──────── Material for this exercise
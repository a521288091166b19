// SPDX-License-Identifier: Apache-2.0
// Copyright 2025 Ankit Kumar Pandey

//! CLI command modules.

pub mod echo;
pub mod load;
pub mod stress;
pub mod validate;

use std::sync::Arc;

use hellodev_core::{
    BufferedChannel, ConfigLoader, DeviceLifecycle, DeviceResult, FaultPlan, ModuleParams,
    SimHost,
};

/// Resolve module parameters: the file first, then the `--param` override.
pub fn resolve_params(config: Option<&str>, param: Option<&str>) -> DeviceResult<ModuleParams> {
    if let Some(value) = param {
        return ConfigLoader::parse_args([format!("param={}", value)]);
    }

    match config {
        Some(path) => ConfigLoader::load_file(path),
        None => Ok(ModuleParams::default()),
    }
}

/// Load the device into a fresh in-memory host.
///
/// A failed registration exits with the host's errno, as a failed module
/// load would.
pub fn load_device(
    params: ModuleParams,
    faults: FaultPlan,
) -> (Arc<SimHost>, DeviceLifecycle<Arc<SimHost>>) {
    let host = Arc::new(SimHost::with_faults(faults));
    let mut device = DeviceLifecycle::new(Arc::clone(&host), params.instance_id());

    if let Err(err) = device.start(Arc::new(BufferedChannel::new())) {
        eprintln!("✗ Failed to load device: {}", err);
        eprintln!("  Registered handles left behind: {}", host.outstanding());
        std::process::exit(err.errno() as i32);
    }

    (host, device)
}
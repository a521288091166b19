// SPDX-License-Identifier: Apache-2.0
// Copyright 2025 Ankit Kumar Pandey

//! Client buffer access.
//!
//! Client buffers sit on the other side of a trust boundary: a copy into or
//! out of them may stop part way. Both directions therefore report the number
//! of bytes that did NOT transfer, and never fail in any other way.

/// Destination buffer supplied by a client for `read`.
pub trait UserWriter {
    /// Number of bytes the client asked for.
    fn len(&self) -> usize;

    fn is_empty(&self) -> bool {
        self.len() == 0
    }

    /// Copy `src` to the start of the client buffer.
    /// Returns how many bytes of `src` could not be written.
    fn copy_to_user(&mut self, src: &[u8]) -> usize;
}

/// Source buffer supplied by a client for `write`.
pub trait UserReader {
    /// Number of bytes the client offered.
    fn len(&self) -> usize;

    fn is_empty(&self) -> bool {
        self.len() == 0
    }

    /// Fill `dst` from the start of the client buffer.
    /// Returns how many bytes of `dst` could not be filled.
    fn copy_from_user(&mut self, dst: &mut [u8]) -> usize;
}

/// Writable client buffer backed by a byte slice.
///
/// With a fault point set, only the first `fault_at` bytes are accessible,
/// which models a buffer that becomes unmapped during the copy.
#[derive(Debug)]
pub struct UserSliceMut<'a> {
    buf: &'a mut [u8],
    fault_at: Option<usize>,
}

impl<'a> UserSliceMut<'a> {
    pub fn new(buf: &'a mut [u8]) -> Self {
        Self {
            buf,
            fault_at: None,
        }
    }

    /// Make every byte at or past `offset` inaccessible.
    pub fn with_fault_at(mut self, offset: usize) -> Self {
        self.fault_at = Some(offset);
        self
    }

    fn accessible(&self) -> usize {
        self.fault_at.map_or(self.buf.len(), |f| f.min(self.buf.len()))
    }
}

impl UserWriter for UserSliceMut<'_> {
    fn len(&self) -> usize {
        self.buf.len()
    }

    fn copy_to_user(&mut self, src: &[u8]) -> usize {
        let n = src.len().min(self.accessible());
        self.buf[..n].copy_from_slice(&src[..n]);
        src.len() - n
    }
}

/// Readable client buffer backed by a byte slice.
#[derive(Debug, Clone, Copy)]
pub struct UserSlice<'a> {
    buf: &'a [u8],
    fault_at: Option<usize>,
}

impl<'a> UserSlice<'a> {
    pub fn new(buf: &'a [u8]) -> Self {
        Self {
            buf,
            fault_at: None,
        }
    }

    /// Make every byte at or past `offset` unreadable.
    pub fn with_fault_at(mut self, offset: usize) -> Self {
        self.fault_at = Some(offset);
        self
    }

    fn accessible(&self) -> usize {
        self.fault_at.map_or(self.buf.len(), |f| f.min(self.buf.len()))
    }
}

impl UserReader for UserSlice<'_> {
    fn len(&self) -> usize {
        self.buf.len()
    }

    fn copy_from_user(&mut self, dst: &mut [u8]) -> usize {
        let n = dst.len().min(self.accessible());
        dst[..n].copy_from_slice(&self.buf[..n]);
        dst.len() - n
    }
}
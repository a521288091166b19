// SPDX-License-Identifier: Apache-2.0
// Copyright 2025 Ankit Kumar Pandey

//! Device registration states.
//!
//! Registration walks Empty → IdentityRegistered → ClassRegistered →
//! NodeCreated. Failed is reachable from every non-terminal state and is
//! absorbing. Stop moves NodeCreated to Stopped.

use serde::{Deserialize, Serialize};

#[derive(Debug, Clone, Copy, PartialEq, Eq, Serialize, Deserialize)]
pub enum LifecycleState {
    /// Nothing registered yet.
    Empty,

    /// The identity (major number and operation set) is registered.
    IdentityRegistered,

    /// The device class exists.
    ClassRegistered,

    /// The device node exists. Clients can open the device.
    NodeCreated,

    /// A registration step failed and the completed steps were rolled back.
    Failed,

    /// Everything was torn down by `stop()`.
    Stopped,
}

impl LifecycleState {
    pub const fn name(&self) -> &'static str {
        match self {
            Self::Empty => "Empty",
            Self::IdentityRegistered => "IdentityRegistered",
            Self::ClassRegistered => "ClassRegistered",
            Self::NodeCreated => "NodeCreated",
            Self::Failed => "Failed",
            Self::Stopped => "Stopped",
        }
    }

    /// Check if transition to the target state is valid.
    pub fn can_transition_to(&self, target: LifecycleState) -> bool {
        matches!(
            (self, target),
            (Self::Empty, Self::IdentityRegistered)
                | (Self::IdentityRegistered, Self::ClassRegistered)
                | (Self::ClassRegistered, Self::NodeCreated)
                | (Self::Empty, Self::Failed)
                | (Self::IdentityRegistered, Self::Failed)
                | (Self::ClassRegistered, Self::Failed)
                | (Self::NodeCreated, Self::Stopped)
        )
    }

    /// No further transitions are possible.
    pub fn is_final(&self) -> bool {
        matches!(self, Self::Failed | Self::Stopped)
    }
}

impl std::fmt::Display for LifecycleState {
    fn fmt(&self, f: &mut std::fmt::Formatter<'_>) -> std::fmt::Result {
        write!(f, "{}", self.name())
    }
}
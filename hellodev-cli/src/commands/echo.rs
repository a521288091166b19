// SPDX-License-Identifier: Apache-2.0
// Copyright 2025 Ankit Kumar Pandey

//! `hellodev echo` command - Write text and read it back.
//!
//! Uses two separate sessions so the data visibly goes through the shared
//! buffer rather than a per-session copy.

use hellodev_core::{FaultPlan, ModuleParams, SessionSignal};

pub async fn execute(params: ModuleParams, text: &str) -> Result<(), Box<dyn std::error::Error>> {
    let (host, mut device) = super::load_device(params, FaultPlan::new());
    let path = device.report().node_path.unwrap_or_default();

    let mut writer = host.open(&path, SessionSignal::none())?;
    let written = writer.write(text.as_bytes()).await?;
    writer.close();

    if written.is_partial() {
        println!(
            "! Buffer full: wrote {} of {} bytes",
            written.transferred, written.requested
        );
    }

    let mut reader = host.open(&path, SessionSignal::none())?;
    let mut out = vec![0u8; written.transferred];
    let read = reader.read(&mut out).await?;
    reader.close();
    out.truncate(read.transferred);

    println!("{} → {}", path, String::from_utf8_lossy(&out));

    device.stop();
    Ok(())
}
────────────────
**Work instruction:**
Transcribe every record above exactly as written.

**Output below:**
repository a521288091166b19
// SPDX-License-Identifier: Apache-2.0
// Copyright 2025 Ankit Kumar Pandey

//! CLI command modules.

pub mod echo;
pub mod load;
pub mod stress;
pub mod validate;

use std::sync::Arc;

use hellodev_core::{
    BufferedChannel, ConfigLoader, DeviceLifecycle, DeviceResult, FaultPlan, ModuleParams,
    SimHost,
};

/// Resolve module parameters: the file first, then the `--param` override.
pub fn resolve_params(config: Option<&str>, param: Option<&str>) -> DeviceResult<ModuleParams> {
    if let Some(value) = param {
        return ConfigLoader::parse_args([format!("param={}", value)]);
    }

    match config {
        Some(path) => ConfigLoader::load_file(path),
        None => Ok(ModuleParams::default()),
    }
}

/// Load the device into a fresh in-memory host.
///
/// A failed registration exits with the host's errno, as a failed module
/// load would.
pub fn load_device(
    params: ModuleParams,
    faults: FaultPlan,
) -> (Arc<SimHost>, DeviceLifecycle<Arc<SimHost>>) {
    let host = Arc::new(SimHost::with_faults(faults));
    let mut device = DeviceLifecycle::new(Arc::clone(&host), params.instance_id());

    if let Err(err) = device.start(Arc::new(BufferedChannel::new())) {
        eprintln!("✗ Failed to load device: {}", err);
        eprintln!("  Registered handles left behind: {}", host.outstanding());
        std::process::exit(err.errno() as i32);
    }

    (host, device)
}
repository a521288091166b19
// SPDX-License-Identifier: Apache-2.0
// Copyright 2025 Ankit Kumar Pandey

//! Client buffer access.
//!
//! Client buffers sit on the other side of a trust boundary: a copy into or
//! out of them may stop part way. Both directions therefore report the number
//! of bytes that did NOT transfer, and never fail in any other way.

/// Destination buffer supplied by a client for `read`.
pub trait UserWriter {
    /// Number of bytes the client asked for.
    fn len(&self) -> usize;

    fn is_empty(&self) -> bool {
        self.len() == 0
    }

    /// Copy `src` to the start of the client buffer.
    /// Returns how many bytes of `src` could not be written.
    fn copy_to_user(&mut self, src: &[u8]) -> usize;
}

/// Source buffer supplied by a client for `write`.
pub trait UserReader {
    /// Number of bytes the client offered.
    fn len(&self) -> usize;

    fn is_empty(&self) -> bool {
        self.len() == 0
    }

    /// Fill `dst` from the start of the client buffer.
    /// Returns how many bytes of `dst` could not be filled.
    fn copy_from_user(&mut self, dst: &mut [u8]) -> usize;
}

/// Writable client buffer backed by a byte slice.
///
/// With a fault point set, only the first `fault_at` bytes are accessible,
/// which models a buffer that becomes unmapped during the copy.
#[derive(Debug)]
pub struct UserSliceMut<'a> {
    buf: &'a mut [u8],
    fault_at: Option<usize>,
}

impl<'a> UserSliceMut<'a> {
    pub fn new(buf: &'a mut [u8]) -> Self {
        Self {
            buf,
            fault_at: None,
        }
    }

    /// Make every byte at or past `offset` inaccessible.
    pub fn with_fault_at(mut self, offset: usize) -> Self {
        self.fault_at = Some(offset);
        self
    }

    fn accessible(&self) -> usize {
        self.fault_at.map_or(self.buf.len(), |f| f.min(self.buf.len()))
    }
}

impl UserWriter for UserSliceMut<'_> {
    fn len(&self) -> usize {
        self.buf.len()
    }

    fn copy_to_user(&mut self, src: &[u8]) -> usize {
        let n = src.len().min(self.accessible());
        self.buf[..n].copy_from_slice(&src[..n]);
        src.len() - n
    }
}

/// Readable client buffer backed by a byte slice.
#[derive(Debug, Clone, Copy)]
pub struct UserSlice<'a> {
    buf: &'a [u8],
    fault_at: Option<usize>,
}

impl<'a> UserSlice<'a> {
    pub fn new(buf: &'a [u8]) -> Self {
        Self {
            buf,
            fault_at: None,
        }
    }

    /// Make every byte at or past `offset` unreadable.
    pub fn with_fault_at(mut self, offset: usize) -> Self {
        self.fault_at = Some(offset);
        self
    }

    fn accessible(&self) -> usize {
        self.fault_at.map_or(self.buf.len(), |f| f.min(self.buf.len()))
    }
}

impl UserReader for UserSlice<'_> {
    fn len(&self) -> usize {
        self.buf.len()
    }

    fn copy_from_user(&mut self, dst: &mut [u8]) -> usize {
        let n = dst.len().min(self.accessible());
        dst[..n].copy_from_slice(&self.buf[..n]);
        dst.len() - n
    }
}
repository a521288091166b19
// SPDX-License-Identifier: Apache-2.0
// Copyright 2025 Ankit Kumar Pandey

//! Device registration states.
//!
//! Registration walks Empty → IdentityRegistered → ClassRegistered →
//! NodeCreated. Failed is reachable from every non-terminal state and is
//! absorbing. Stop moves NodeCreated to Stopped.

use serde::{Deserialize, Serialize};

#[derive(Debug, Clone, Copy, PartialEq, Eq, Serialize, Deserialize)]
pub enum LifecycleState {
    /// Nothing registered yet.
    Empty,

    /// The identity (major number and operation set) is registered.
    IdentityRegistered,

    /// The device class exists.
    ClassRegistered,

    /// The device node exists. Clients can open the device.
    NodeCreated,

    /// A registration step failed and the completed steps were rolled back.
    Failed,

    /// Everything was torn down by `stop()`.
    Stopped,
}

impl LifecycleState {
    pub const fn name(&self) -> &'static str {
        match self {
            Self::Empty => "Empty",
            Self::IdentityRegistered => "IdentityRegistered",
            Self::ClassRegistered => "ClassRegistered",
            Self::NodeCreated => "NodeCreated",
            Self::Failed => "Failed",
            Self::Stopped => "Stopped",
        }
    }

    /// Check if transition to the target state is valid.
    pub fn can_transition_to(&self, target: LifecycleState) -> bool {
        matches!(
            (self, target),
            (Self::Empty, Self::IdentityRegistered)
                | (Self::IdentityRegistered, Self::ClassRegistered)
                | (Self::ClassRegistered, Self::NodeCreated)
                | (Self::Empty, Self::Failed)
                | (Self::IdentityRegistered, Self::Failed)
                | (Self::ClassRegistered, Self::Failed)
                | (Self::NodeCreated, Self::Stopped)
        )
    }

    /// No further transitions are possible.
    pub fn is_final(&self) -> bool {
        matches!(self, Self::Failed | Self::Stopped)
    }
}

impl std::fmt::Display for LifecycleState {
    fn fmt(&self, f: &mut std::fmt::Formatter<'_>) -> std::fmt::Result {
        write!(f, "{}", self.name())
    }
}
filename hellodev-cli/src/commands/echo.rs
repository a521288091166b19
// SPDX-License-Identifier: Apache-2.0
// Copyright 2025 Ankit Kumar Pandey

//! `hellodev echo` command - Write text and read it back.
//!
//! Uses two separate sessions so the data visibly goes through the shared
//! buffer rather than a per-session copy.

use hellodev_core::{FaultPlan, ModuleParams, SessionSignal};

pub async fn execute(params: ModuleParams, text: &str) -> Result<(), Box<dyn std::error::Error>> {
    let (host, mut device) = super::load_device(params, FaultPlan::new());
    let path = device.report().node_path.unwrap_or_default();

    let mut writer = host.open(&path, SessionSignal::none())?;
    let written = writer.write(text.as_bytes()).await?;
    writer.close();

    if written.is_partial() {
        println!(
            "! Buffer full: wrote {} of {} bytes",
            written.transferred, written.requested
        );
    }

    let mut reader = host.open(&path, SessionSignal::none())?;
    let mut out = vec![0u8; written.transferred];
    let read = reader.read(&mut out).await?;
    reader.close();
    out.truncate(read.transferred);

    println!("{} → {}", path, String::from_utf8_lossy(&out));

    device.stop();
    Ok(())
}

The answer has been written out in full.